We have moved into a lovely new flat. The children are happier. Both my girls are now at high school, Anna a freshman and Katie a junior. They can walk to school. We love the neighbourhood. There is a bagel shop right opposite that they keep running over to. I had been told that it takes at least two years after a divorce for things to be normal again, and it had taken two years to get this right. I didn’t want to hear it at the time, but it was true. I had underestimated how long the adjustment would take. But here we are, celebrating Christmas in our new home. Life is feeling better.
A few months earlier I had been at an adoption conference – I attended them regularly now. I sat in a room listening to a man talk about a new DNA organisation, 23andMe. This is another organisation, alongside Ancestry, that has been set up as a way to connect with family members. After spitting in a test tube they can predict your ethnicity and match you up with other family members who have also taken the test. There is now a way to test both sexes with an autosomal test, so a woman can now get matched with their paternal side. It used to be just the male who could take a Y chromosome test father to son/son to father but this new test, where both male and female share the DNA, can link the woman to the male side, opening up the possibilities for women to finally find their fathers. The speaker intrigued me so much that when the time came for him to answer questions, I walked straight up to the microphone.

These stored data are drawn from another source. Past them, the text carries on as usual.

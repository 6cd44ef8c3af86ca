//! Error types for inksep-morph

use thiserror::Error;

/// Errors that can occur during morphological operations
#[derive(Debug, Error)]
pub enum MorphError {
    /// Invalid sequence format
    #[error("invalid sequence: {0}")]
    InvalidSequence(String),

    /// Neighbor count outside what a 3x3 window can hold
    #[error("count {count} for '{op}' exceeds {max}")]
    CountOutOfRange { op: char, count: u32, max: u32 },
}

/// Result type for morphological operations
pub type MorphResult<T> = Result<T, MorphError>;
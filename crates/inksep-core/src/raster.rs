//! Raster - Row-major pixel grid
//!
//! `Raster<P>` is the container every pipeline stage reads from or writes
//! into. The pixel type is a small `Copy` value; the decoded RGB input, the
//! HSV working image and the label grid are all rasters.
//!
//! # Pixel layout
//!
//! - Pixels are stored row-major in a single `Vec<P>`
//! - The pixel at `(x, y)` lives at index `y * width + x`
//! - Dimensions are fixed for the lifetime of the raster

use crate::error::{Error, Result};

/// 8-bit RGB triple.
#[derive(Debug, Clone, Copy, PartialEq, Eq, Hash, Default)]
pub struct Rgb {
    pub r: u8,
    pub g: u8,
    pub b: u8,
}

impl Rgb {
    /// Create a new RGB pixel.
    #[inline]
    pub const fn new(r: u8, g: u8, b: u8) -> Self {
        Self { r, g, b }
    }
}

/// 8-bit HSV triple.
///
/// Ranges: h [0..179] (half-degrees), s [0..255], v [0..255].
///
/// Hue correspondence:
/// - 0: red
/// - 30: yellow
/// - 60: green
/// - 90: cyan
/// - 120: blue
/// - 150: magenta
#[derive(Debug, Clone, Copy, PartialEq, Eq, Hash, Default)]
pub struct Hsv {
    pub h: u8,
    pub s: u8,
    pub v: u8,
}

impl Hsv {
    /// Create a new HSV pixel.
    #[inline]
    pub const fn new(h: u8, s: u8, v: u8) -> Self {
        Self { h, s, v }
    }
}

/// Decoded color input image.
pub type RgbImage = Raster<Rgb>;

/// Working image in hue/saturation/value channels.
pub type HsvImage = Raster<Hsv>;

/// Row-major grid of pixels with fixed dimensions.
///
/// # Examples
///
/// ```
/// use inksep_core::{Hsv, HsvImage};
///
/// let mut img = HsvImage::new(4, 3).unwrap();
/// img.set_pixel(1, 2, Hsv::new(10, 200, 200)).unwrap();
/// assert_eq!(img.get_pixel(1, 2), Some(Hsv::new(10, 200, 200)));
/// assert_eq!(img.get_pixel(4, 0), None);
/// ```
#[derive(Debug, Clone, PartialEq, Eq)]
pub struct Raster<P> {
    width: u32,
    height: u32,
    data: Vec<P>,
}

impl<P: Copy + Default> Raster<P> {
    /// Create a new raster filled with `P::default()`.
    ///
    /// # Errors
    ///
    /// Returns [`Error::InvalidDimension`] if width or height is 0.
    pub fn new(width: u32, height: u32) -> Result<Self> {
        Self::new_fill(width, height, P::default())
    }
}

impl<P: Copy> Raster<P> {
    /// Create a new raster with every pixel set to `value`.
    pub fn new_fill(width: u32, height: u32, value: P) -> Result<Self> {
        if width == 0 || height == 0 {
            return Err(Error::InvalidDimension { width, height });
        }
        let len = width as usize * height as usize;
        Ok(Self {
            width,
            height,
            data: vec![value; len],
        })
    }

    /// Wrap an existing row-major buffer.
    ///
    /// # Errors
    ///
    /// Returns [`Error::BufferLength`] if `data.len() != width * height`.
    pub fn from_vec(width: u32, height: u32, data: Vec<P>) -> Result<Self> {
        if width == 0 || height == 0 {
            return Err(Error::InvalidDimension { width, height });
        }
        let expected = width as usize * height as usize;
        if data.len() != expected {
            return Err(Error::BufferLength {
                expected,
                actual: data.len(),
            });
        }
        Ok(Self {
            width,
            height,
            data,
        })
    }

    /// Get the width in pixels.
    #[inline]
    pub fn width(&self) -> u32 {
        self.width
    }

    /// Get the height in pixels.
    #[inline]
    pub fn height(&self) -> u32 {
        self.height
    }

    /// Get `(width, height)`.
    #[inline]
    pub fn dimensions(&self) -> (u32, u32) {
        (self.width, self.height)
    }

    /// Check whether `(x, y)` lies inside the raster.
    #[inline]
    pub fn contains(&self, x: i64, y: i64) -> bool {
        x >= 0 && y >= 0 && x < self.width as i64 && y < self.height as i64
    }

    #[inline]
    fn index(&self, x: u32, y: u32) -> usize {
        y as usize * self.width as usize + x as usize
    }

    /// Get the pixel at `(x, y)`, or `None` if out of bounds.
    #[inline]
    pub fn get_pixel(&self, x: u32, y: u32) -> Option<P> {
        if x < self.width && y < self.height {
            Some(self.data[self.index(x, y)])
        } else {
            None
        }
    }

    /// Get a pixel without bounds checking.
    ///
    /// # Panics
    ///
    /// Panics if `x >= width` or `y >= height`.
    #[inline]
    pub fn get_pixel_unchecked(&self, x: u32, y: u32) -> P {
        self.data[self.index(x, y)]
    }

    /// Set the pixel at `(x, y)`.
    ///
    /// # Errors
    ///
    /// Returns [`Error::OutOfBounds`] if the coordinate is outside the raster.
    pub fn set_pixel(&mut self, x: u32, y: u32, value: P) -> Result<()> {
        if x >= self.width || y >= self.height {
            return Err(Error::OutOfBounds {
                x,
                y,
                width: self.width,
                height: self.height,
            });
        }
        let idx = self.index(x, y);
        self.data[idx] = value;
        Ok(())
    }

    /// Set a pixel without bounds checking.
    ///
    /// # Panics
    ///
    /// Panics if `x >= width` or `y >= height`.
    #[inline]
    pub fn set_pixel_unchecked(&mut self, x: u32, y: u32, value: P) {
        let idx = self.index(x, y);
        self.data[idx] = value;
    }

    /// Row-major pixel data.
    #[inline]
    pub fn data(&self) -> &[P] {
        &self.data
    }

    /// One row of pixels.
    ///
    /// # Panics
    ///
    /// Panics if `y >= height`.
    pub fn row(&self, y: u32) -> &[P] {
        let start = y as usize * self.width as usize;
        &self.data[start..start + self.width as usize]
    }

    /// Iterate `(x, y, pixel)` in row-major order (rows outer, columns inner).
    pub fn enumerate_pixels(&self) -> impl Iterator<Item = (u32, u32, P)> + '_ {
        let w = self.width;
        self.data
            .iter()
            .enumerate()
            .map(move |(i, &p)| ((i as u32) % w, (i as u32) / w, p))
    }

    /// Build a new raster of the same size by mapping every pixel.
    pub fn map<Q: Copy, F: FnMut(P) -> Q>(&self, f: F) -> Raster<Q> {
        Raster {
            width: self.width,
            height: self.height,
            data: self.data.iter().copied().map(f).collect(),
        }
    }
}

‘Hi, I’m British, and I wondered if you’d had any luck with Europeans taking the DNA test?’
(After I had been to the Italian festival in Clerkenwell Road in London, I joined a page on Facebook for Les Enfants Terribles, the club where my birth parents had met. But I had no luck in finding my father, or anyone who knew him and I knew the whole thing was a bit like looking for a needle in a haystack. I hadn’t thought about my birth father for a while after that, accepting that the likelihood of finding him after all this time would be very slim but I’d been hearing some stories and the DNA tests were inspiring me to think about searching again.)
‘I’m afraid not. Europeans don’t tend to do them. Our database shows us it’s mainly Americans,’ the speaker told me.
At this my heart sank. However, it seemed new discoveries in DNA were changing things for the adoption community. The speaker advised me to sign up and take a test on Ancestry.com, as they have a bigger database. So I did, later that same day, and sent off a sample of my spit. I was put in touch with a woman called Gaye – who I now call my ‘DNA search angel’ – whose job is to then pool my results together from the three main sites that now exist: Ancestry, 23andMe and Family Tree DNA. I told myself I wouldn’t get my hopes up, after all my previous searches, but when my results came back, I couldn’t help but be excited – they show that I really am Italian. After all this time, I just knew it. It made it all the more real, like beginning again.